WORK REQUEST —
Below are records; count the lines that contain "started" and state only that count.

DATA FOR REVIEW —
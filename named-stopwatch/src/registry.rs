// Copyright Amazon.com, Inc. or its affiliates. All Rights Reserved.
// SPDX-License-Identifier: Apache-2.0

use std::{
    sync::{Arc, PoisonError, RwLock, RwLockReadGuard, RwLockWriteGuard},
    time::Duration,
};

use hashbrown::HashMap;
use named_stopwatch_timesource::TimeSource;

use crate::{NamedStopwatch, StopHandle, StopwatchError, entry::TimerEntry};

type Entries = HashMap<String, Arc<TimerEntry>>;

/// A thread-safe registry of named stopwatches.
///
/// Each name owns an independent stopwatch that may be started any number of
/// times concurrently. Every [`start`](NamedStopwatch::start) returns a
/// [`StopHandle`]; the stopwatch keeps accumulating time until the last
/// outstanding handle is released, so nested or parallel sections sharing one
/// name are counted once.
///
/// The registry is cheap to clone. Clones share the same stopwatches, so create
/// one at startup and pass it to whatever needs to record time.
///
/// Lookup misses never fail the caller: unknown names report zero elapsed
/// time and are never running, `delete` ignores them and `start` hands back an
/// inert handle (or creates the stopwatch, see
/// [`StopwatchRegistryBuilder::create_on_start`]). Only
/// [`reset`](NamedStopwatch::reset) and
/// [`add_elapsed`](NamedStopwatch::add_elapsed) report
/// [`StopwatchError::NotFound`].
///
/// # Example
/// ```
/// use named_stopwatch::{NamedStopwatch, StopwatchRegistry};
///
/// let registry = StopwatchRegistry::new();
/// registry.add_all(&["parse", "render"]);
///
/// let handle = registry.start("parse");
/// assert!(registry.is_running("parse"));
/// handle.stop().unwrap();
///
/// let frozen = registry.elapsed("parse");
/// assert_eq!(registry.elapsed("parse"), frozen);
/// ```
#[derive(Clone, Debug)]
pub struct StopwatchRegistry {
    inner: Arc<Inner>,
}

#[derive(Debug)]
struct Inner {
    entries: RwLock<Entries>,
    time_source: TimeSource,
    create_on_start: bool,
}

impl Default for StopwatchRegistry {
    fn default() -> Self {
        Self::new()
    }
}

impl StopwatchRegistry {
    /// An empty registry reading the system clock
    pub fn new() -> Self {
        Self::builder().build()
    }

    /// An empty registry reading `time_source`
    ///
    /// ```
    /// use std::time::Duration;
    /// use named_stopwatch::{NamedStopwatch, StopwatchRegistry};
    /// use named_stopwatch_timesource::{TimeSource, fakes::ManualTime};
    ///
    /// let clock = ManualTime::new();
    /// let registry = StopwatchRegistry::with_time_source(TimeSource::custom(clock.clone()));
    /// registry.add("db");
    ///
    /// let handle = registry.start("db");
    /// clock.advance(Duration::from_millis(30));
    /// drop(handle);
    /// assert_eq!(registry.elapsed("db"), Duration::from_millis(30));
    /// ```
    pub fn with_time_source(time_source: TimeSource) -> Self {
        Self::builder().time_source(time_source).build()
    }

    /// Configure a registry
    pub fn builder() -> StopwatchRegistryBuilder {
        StopwatchRegistryBuilder::default()
    }

    /// The clock this registry measures with
    pub fn time_source(&self) -> &TimeSource {
        &self.inner.time_source
    }

    fn read(&self) -> RwLockReadGuard<'_, Entries> {
        self.inner
            .entries
            .read()
            .unwrap_or_else(PoisonError::into_inner)
    }

    fn write(&self) -> RwLockWriteGuard<'_, Entries> {
        self.inner
            .entries
            .write()
            .unwrap_or_else(PoisonError::into_inner)
    }

    fn lookup(&self, name: &str) -> Option<Arc<TimerEntry>> {
        self.read().get(name).cloned()
    }

    fn lookup_or_insert(&self, name: &str) -> Arc<TimerEntry> {
        let mut entries = self.write();
        if let Some(entry) = entries.get(name) {
            return entry.clone();
        }
        let entry = Arc::new(TimerEntry::new(name));
        entries.insert(name.to_owned(), entry.clone());
        drop(entries);
        tracing::debug!(name, "created stopwatch on start");
        entry
    }
}

impl NamedStopwatch for StopwatchRegistry {
    fn add(&self, name: &str) {
        {
            let mut entries = self.write();
            // never replace an existing entry, it may be running
            if entries.contains_key(name) {
                return;
            }
            entries.insert(name.to_owned(), Arc::new(TimerEntry::new(name)));
        }
        tracing::debug!(name, "added stopwatch");
    }

    fn delete(&self, name: &str) {
        let Some(entry) = self.write().remove(name) else {
            return;
        };
        entry.mark_deleted();
        tracing::debug!(name, "deleted stopwatch");
    }

    fn exists(&self, name: &str) -> bool {
        self.read().contains_key(name)
    }

    fn start(&self, name: &str) -> StopHandle {
        let entry = match self.lookup(name) {
            Some(entry) => entry,
            None if self.inner.create_on_start => self.lookup_or_insert(name),
            None => {
                tracing::debug!(name, "ignoring start of unknown stopwatch");
                return StopHandle::inert();
            }
        };
        // lost a race with `delete`
        if !entry.acquire(&self.inner.time_source) {
            tracing::debug!(name, "ignoring start of deleted stopwatch");
            return StopHandle::inert();
        }
        tracing::trace!(name, "started stopwatch");
        StopHandle::new(entry, self.inner.time_source.clone())
    }

    fn elapsed(&self, name: &str) -> Duration {
        self.lookup(name)
            .map(|entry| entry.elapsed(&self.inner.time_source))
            .unwrap_or_default()
    }

    fn reset(&self, name: &str) -> Result<(), StopwatchError> {
        self.lookup(name)
            .ok_or_else(|| StopwatchError::NotFound(name.to_owned()))?
            .reset(&self.inner.time_source)
    }

    fn is_running(&self, name: &str) -> bool {
        self.lookup(name).is_some_and(|entry| entry.is_running())
    }

    fn add_elapsed(&self, name: &str, duration: Duration) -> Result<(), StopwatchError> {
        self.lookup(name)
            .ok_or_else(|| StopwatchError::NotFound(name.to_owned()))?
            .add_elapsed(duration)
    }

    fn names(&self) -> Vec<String> {
        let mut names: Vec<String> = self.read().keys().cloned().collect();
        names.sort_unstable();
        names
    }

    fn snapshot(&self) -> Vec<(String, Duration)> {
        // don't hold the map lock while taking entry locks
        let entries: Vec<Arc<TimerEntry>> = self.read().values().cloned().collect();
        let mut snapshot: Vec<(String, Duration)> = entries
            .iter()
            .map(|entry| {
                (
                    entry.name().to_owned(),
                    entry.elapsed(&self.inner.time_source),
                )
            })
            .collect();
        snapshot.sort_unstable_by(|a, b| a.0.cmp(&b.0));
        snapshot
    }
}

/// Builder for [`StopwatchRegistry`]
#[derive(Debug, Default)]
pub struct StopwatchRegistryBuilder {
    time_source: TimeSource,
    create_on_start: bool,
    names: Vec<String>,
}

impl StopwatchRegistryBuilder {
    /// Measure with `time_source` instead of the system clock
    pub fn time_source(mut self, time_source: TimeSource) -> Self {
        self.time_source = time_source;
        self
    }

    /// When `true`, starting an unknown name registers it first instead of
    /// returning an inert handle. Defaults to `false`.
    pub fn create_on_start(mut self, create_on_start: bool) -> Self {
        self.create_on_start = create_on_start;
        self
    }

    /// Register `name` when the registry is built
    pub fn name(mut self, name: impl Into<String>) -> Self {
        self.names.push(name.into());
        self
    }

    /// Register every name in `names` when the registry is built
    pub fn names<I, S>(mut self, names: I) -> Self
    where
        I: IntoIterator<Item = S>,
        S: Into<String>,
    {
        self.names.extend(names.into_iter().map(Into::into));
        self
    }

    /// Build the registry
    pub fn build(self) -> StopwatchRegistry {
        let entries = self
            .names
            .into_iter()
            .map(|name| {
                let entry = Arc::new(TimerEntry::new(name.as_str()));
                (name, entry)
            })
            .collect();
        StopwatchRegistry {
            inner: Arc::new(Inner {
                entries: RwLock::new(entries),
                time_source: self.time_source,
                create_on_start: self.create_on_start,
            }),
        }
    }
}

#[cfg(test)]
mod test {
    use std::time::Duration;

    use assert2::check;
    use named_stopwatch_timesource::{TimeSource, fakes::ManualTime};

    use super::StopwatchRegistry;
    use crate::{NamedStopwatch, StopwatchError};

    fn registry() -> (StopwatchRegistry, ManualTime) {
        let clock = ManualTime::new();
        let registry = StopwatchRegistry::with_time_source(TimeSource::custom(clock.clone()));
        (registry, clock)
    }

    #[test]
    fn add_is_idempotent_and_keeps_running_entries() {
        let (registry, clock) = registry();
        registry.add("s1");
        let handle = registry.start("s1");
        clock.advance(Duration::from_secs(2));

        registry.add("s1");
        check!(registry.is_running("s1"));
        check!(registry.elapsed("s1") == Duration::from_secs(2));
        handle.stop().unwrap();
        check!(registry.elapsed("s1") == Duration::from_secs(2));
    }

    #[test]
    fn unknown_names_are_harmless() {
        let (registry, _) = registry();
        check!(!registry.exists("nope"));
        check!(registry.elapsed("nope") == Duration::ZERO);
        check!(!registry.is_running("nope"));
        registry.delete("nope");

        let handle = registry.start("nope");
        check!(handle.is_released());
        check!(handle.stop() == Ok(()));
        check!(!registry.exists("nope"));

        check!(registry.reset("nope") == Err(StopwatchError::NotFound("nope".into())));
        check!(
            registry.add_elapsed("nope", Duration::from_secs(1))
                == Err(StopwatchError::NotFound("nope".into()))
        );
    }

    #[test]
    fn create_on_start_registers_unknown_names() {
        let clock = ManualTime::new();
        let registry = StopwatchRegistry::builder()
            .time_source(TimeSource::custom(clock.clone()))
            .create_on_start(true)
            .build();

        let handle = registry.start("lazy");
        check!(registry.exists("lazy"));
        check!(registry.is_running("lazy"));
        clock.advance(Duration::from_millis(5));
        handle.stop().unwrap();
        check!(registry.elapsed("lazy") == Duration::from_millis(5));
    }

    #[test]
    fn builder_preregisters_names() {
        let registry = StopwatchRegistry::builder()
            .name("b")
            .names(["c", "a"])
            .build();
        check!(registry.names() == ["a", "b", "c"]);
        check!(registry.elapsed("a") == Duration::ZERO);
    }

    #[test]
    fn delete_invalidates_outstanding_handles() {
        let (registry, clock) = registry();
        registry.add("s1");
        let stale = registry.start("s1");
        registry.delete("s1");
        check!(!registry.exists("s1"));

        // a fresh entry under the same name is independent of the stale handle
        registry.add("s1");
        check!(!registry.is_running("s1"));
        let fresh = registry.start("s1");
        clock.advance(Duration::from_secs(1));

        check!(stale.stop() == Err(StopwatchError::Deleted("s1".into())));
        check!(stale.stop() == Ok(()));
        check!(registry.is_running("s1"));

        fresh.stop().unwrap();
        check!(!registry.is_running("s1"));
        check!(registry.elapsed("s1") == Duration::from_secs(1));
    }

    #[test]
    fn add_elapsed_adds_to_total() {
        let (registry, clock) = registry();
        registry.add("io");
        registry
            .add_elapsed("io", Duration::from_millis(250))
            .unwrap();
        let handle = registry.start("io");
        clock.advance(Duration::from_millis(750));
        check!(registry.elapsed("io") == Duration::from_secs(1));
        check!(registry.elapsed_secs("io") == 1.0);
        check!(registry.elapsed_millis("io") == 1000.0);
        drop(handle);
    }

    #[test]
    fn snapshot_is_sorted_and_live() {
        let (registry, clock) = registry();
        registry.add_all(&["zeta", "alpha"]);
        let _running = registry.start("zeta");
        clock.advance(Duration::from_secs(3));
        check!(
            registry.snapshot()
                == vec![
                    ("alpha".to_owned(), Duration::ZERO),
                    ("zeta".to_owned(), Duration::from_secs(3)),
                ]
        );
    }

    #[test]
    fn clones_share_entries() {
        let (registry, _) = registry();
        let other = registry.clone();
        registry.add("shared");
        let handle = other.start("shared");
        check!(registry.is_running("shared"));
        drop(handle);
        check!(!registry.is_running("shared"));
    }
}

RESULT —
2